• What is being asked
Word for word, restate the lines from the start of the data down to the line with "Self::write(self.conn, page)?;", both included.

• Records provided
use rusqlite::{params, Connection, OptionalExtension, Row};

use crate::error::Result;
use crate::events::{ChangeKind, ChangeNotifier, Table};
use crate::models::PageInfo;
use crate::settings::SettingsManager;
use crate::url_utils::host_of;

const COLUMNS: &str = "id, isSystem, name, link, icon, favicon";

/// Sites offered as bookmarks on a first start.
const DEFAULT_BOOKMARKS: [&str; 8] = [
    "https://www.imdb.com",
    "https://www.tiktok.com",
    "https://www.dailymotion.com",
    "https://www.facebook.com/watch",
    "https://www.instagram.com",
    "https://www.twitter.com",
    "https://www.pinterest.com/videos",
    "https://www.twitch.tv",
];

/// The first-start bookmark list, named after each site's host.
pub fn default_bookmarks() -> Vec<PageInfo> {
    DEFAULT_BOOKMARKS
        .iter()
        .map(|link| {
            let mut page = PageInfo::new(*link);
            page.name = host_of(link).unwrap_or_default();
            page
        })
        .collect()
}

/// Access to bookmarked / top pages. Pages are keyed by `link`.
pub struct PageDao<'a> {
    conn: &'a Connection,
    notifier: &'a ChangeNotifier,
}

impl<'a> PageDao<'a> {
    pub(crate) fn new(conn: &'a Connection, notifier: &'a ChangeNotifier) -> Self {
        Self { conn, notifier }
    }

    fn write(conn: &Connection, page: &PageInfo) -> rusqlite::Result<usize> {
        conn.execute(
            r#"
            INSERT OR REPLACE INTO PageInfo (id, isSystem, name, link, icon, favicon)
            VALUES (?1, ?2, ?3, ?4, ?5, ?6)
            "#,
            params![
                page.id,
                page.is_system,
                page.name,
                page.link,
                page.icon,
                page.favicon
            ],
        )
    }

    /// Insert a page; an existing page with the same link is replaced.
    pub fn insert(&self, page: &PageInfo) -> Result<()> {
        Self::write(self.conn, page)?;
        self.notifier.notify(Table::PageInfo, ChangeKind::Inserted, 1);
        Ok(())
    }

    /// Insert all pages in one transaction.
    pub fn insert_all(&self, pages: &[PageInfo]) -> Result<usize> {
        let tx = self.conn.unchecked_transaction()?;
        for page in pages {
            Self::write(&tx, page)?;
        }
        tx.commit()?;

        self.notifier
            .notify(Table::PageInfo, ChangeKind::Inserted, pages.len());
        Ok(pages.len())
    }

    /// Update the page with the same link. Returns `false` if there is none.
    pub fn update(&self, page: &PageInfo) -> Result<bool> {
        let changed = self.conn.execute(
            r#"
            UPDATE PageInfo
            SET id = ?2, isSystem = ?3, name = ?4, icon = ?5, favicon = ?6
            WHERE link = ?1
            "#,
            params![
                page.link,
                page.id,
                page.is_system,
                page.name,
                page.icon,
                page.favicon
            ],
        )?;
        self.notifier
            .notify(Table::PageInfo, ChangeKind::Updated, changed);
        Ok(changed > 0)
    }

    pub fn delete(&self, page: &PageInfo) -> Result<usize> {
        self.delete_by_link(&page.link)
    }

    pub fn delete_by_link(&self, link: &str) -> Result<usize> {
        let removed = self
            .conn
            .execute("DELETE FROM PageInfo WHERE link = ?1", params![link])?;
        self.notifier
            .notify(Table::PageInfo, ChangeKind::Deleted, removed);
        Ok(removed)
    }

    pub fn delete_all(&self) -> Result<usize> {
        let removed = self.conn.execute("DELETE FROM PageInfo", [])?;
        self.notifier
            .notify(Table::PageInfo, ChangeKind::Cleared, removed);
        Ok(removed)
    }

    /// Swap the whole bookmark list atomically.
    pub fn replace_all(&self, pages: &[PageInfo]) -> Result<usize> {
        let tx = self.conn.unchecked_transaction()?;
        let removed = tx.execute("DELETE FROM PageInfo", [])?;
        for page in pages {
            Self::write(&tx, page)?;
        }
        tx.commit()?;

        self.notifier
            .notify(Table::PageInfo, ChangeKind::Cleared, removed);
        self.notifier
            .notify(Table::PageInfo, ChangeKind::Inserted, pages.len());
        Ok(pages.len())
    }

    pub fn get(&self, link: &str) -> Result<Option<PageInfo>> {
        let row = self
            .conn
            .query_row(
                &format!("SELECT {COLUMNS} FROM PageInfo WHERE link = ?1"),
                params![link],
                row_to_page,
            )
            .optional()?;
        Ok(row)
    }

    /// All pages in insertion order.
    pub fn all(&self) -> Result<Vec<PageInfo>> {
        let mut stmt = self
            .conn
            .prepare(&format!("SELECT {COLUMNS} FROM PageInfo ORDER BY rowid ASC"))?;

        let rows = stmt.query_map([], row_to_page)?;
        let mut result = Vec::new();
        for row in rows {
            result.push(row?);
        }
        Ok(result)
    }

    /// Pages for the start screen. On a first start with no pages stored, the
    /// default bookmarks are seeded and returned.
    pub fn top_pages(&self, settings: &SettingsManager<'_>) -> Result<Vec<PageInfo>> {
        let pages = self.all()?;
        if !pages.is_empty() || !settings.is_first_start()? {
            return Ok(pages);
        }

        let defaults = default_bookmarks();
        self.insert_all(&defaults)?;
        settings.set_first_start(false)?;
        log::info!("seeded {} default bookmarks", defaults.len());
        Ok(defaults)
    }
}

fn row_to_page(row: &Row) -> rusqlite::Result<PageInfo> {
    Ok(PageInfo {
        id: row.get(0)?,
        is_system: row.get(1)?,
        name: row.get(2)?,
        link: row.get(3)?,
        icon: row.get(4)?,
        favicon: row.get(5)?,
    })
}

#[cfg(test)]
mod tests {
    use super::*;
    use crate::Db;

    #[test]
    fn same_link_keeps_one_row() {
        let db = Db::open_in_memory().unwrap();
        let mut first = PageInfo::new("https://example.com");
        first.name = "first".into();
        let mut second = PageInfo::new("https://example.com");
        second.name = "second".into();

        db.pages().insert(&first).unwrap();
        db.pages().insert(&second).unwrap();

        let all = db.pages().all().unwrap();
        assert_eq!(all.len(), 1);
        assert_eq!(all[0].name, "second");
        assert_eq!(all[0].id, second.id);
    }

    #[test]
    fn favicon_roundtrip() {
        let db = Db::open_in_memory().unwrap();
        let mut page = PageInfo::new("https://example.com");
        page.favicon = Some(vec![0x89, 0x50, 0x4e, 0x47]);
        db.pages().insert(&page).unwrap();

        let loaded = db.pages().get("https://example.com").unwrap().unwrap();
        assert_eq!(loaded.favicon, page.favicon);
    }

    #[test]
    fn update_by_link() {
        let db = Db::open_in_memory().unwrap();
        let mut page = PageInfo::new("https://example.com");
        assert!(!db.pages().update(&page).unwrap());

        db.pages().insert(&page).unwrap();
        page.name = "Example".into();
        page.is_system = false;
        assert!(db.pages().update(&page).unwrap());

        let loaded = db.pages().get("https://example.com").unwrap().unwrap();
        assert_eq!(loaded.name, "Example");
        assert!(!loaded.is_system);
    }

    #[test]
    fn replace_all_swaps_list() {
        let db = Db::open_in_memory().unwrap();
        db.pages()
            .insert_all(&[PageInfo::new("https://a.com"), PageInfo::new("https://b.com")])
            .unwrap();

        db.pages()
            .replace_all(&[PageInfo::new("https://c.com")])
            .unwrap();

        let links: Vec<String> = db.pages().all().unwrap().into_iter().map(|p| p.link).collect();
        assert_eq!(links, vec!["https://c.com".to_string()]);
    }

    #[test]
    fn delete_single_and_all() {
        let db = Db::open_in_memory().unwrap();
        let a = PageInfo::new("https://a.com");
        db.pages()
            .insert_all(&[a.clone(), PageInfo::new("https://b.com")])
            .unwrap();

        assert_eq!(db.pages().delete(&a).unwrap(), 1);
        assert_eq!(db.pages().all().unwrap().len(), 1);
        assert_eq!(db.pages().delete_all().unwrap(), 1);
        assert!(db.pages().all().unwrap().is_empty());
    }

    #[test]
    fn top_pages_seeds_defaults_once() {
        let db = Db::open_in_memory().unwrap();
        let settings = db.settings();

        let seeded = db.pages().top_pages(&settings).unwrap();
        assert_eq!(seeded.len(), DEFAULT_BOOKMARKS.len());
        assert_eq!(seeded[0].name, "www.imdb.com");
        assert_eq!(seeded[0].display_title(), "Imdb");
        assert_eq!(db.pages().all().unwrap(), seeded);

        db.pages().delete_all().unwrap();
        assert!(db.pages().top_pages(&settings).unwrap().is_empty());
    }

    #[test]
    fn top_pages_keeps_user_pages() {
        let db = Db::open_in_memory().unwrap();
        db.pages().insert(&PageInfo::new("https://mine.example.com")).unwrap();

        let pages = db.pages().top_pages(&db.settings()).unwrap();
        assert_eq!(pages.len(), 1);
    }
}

• Solved problem
use rusqlite::{params, Connection, OptionalExtension, Row};

use crate::error::Result;
use crate::events::{ChangeKind, ChangeNotifier, Table};
use crate::models::PageInfo;
use crate::settings::SettingsManager;
use crate::url_utils::host_of;

const COLUMNS: &str = "id, isSystem, name, link, icon, favicon";

/// Sites offered as bookmarks on a first start.
const DEFAULT_BOOKMARKS: [&str; 8] = [
    "https://www.imdb.com",
    "https://www.tiktok.com",
    "https://www.dailymotion.com",
    "https://www.facebook.com/watch",
    "https://www.instagram.com",
    "https://www.twitter.com",
    "https://www.pinterest.com/videos",
    "https://www.twitch.tv",
];

/// The first-start bookmark list, named after each site's host.
pub fn default_bookmarks() -> Vec<PageInfo> {
    DEFAULT_BOOKMARKS
        .iter()
        .map(|link| {
            let mut page = PageInfo::new(*link);
            page.name = host_of(link).unwrap_or_default();
            page
        })
        .collect()
}

/// Access to bookmarked / top pages. Pages are keyed by `link`.
pub struct PageDao<'a> {
    conn: &'a Connection,
    notifier: &'a ChangeNotifier,
}

impl<'a> PageDao<'a> {
    pub(crate) fn new(conn: &'a Connection, notifier: &'a ChangeNotifier) -> Self {
        Self { conn, notifier }
    }

    fn write(conn: &Connection, page: &PageInfo) -> rusqlite::Result<usize> {
        conn.execute(
            r#"
            INSERT OR REPLACE INTO PageInfo (id, isSystem, name, link, icon, favicon)
            VALUES (?1, ?2, ?3, ?4, ?5, ?6)
            "#,
            params![
                page.id,
                page.is_system,
                page.name,
                page.link,
                page.icon,
                page.favicon
            ],
        )
    }

    /// Insert a page; an existing page with the same link is replaced.
    pub fn insert(&self, page: &PageInfo) -> Result<()> {
        Self::write(self.conn, page)?;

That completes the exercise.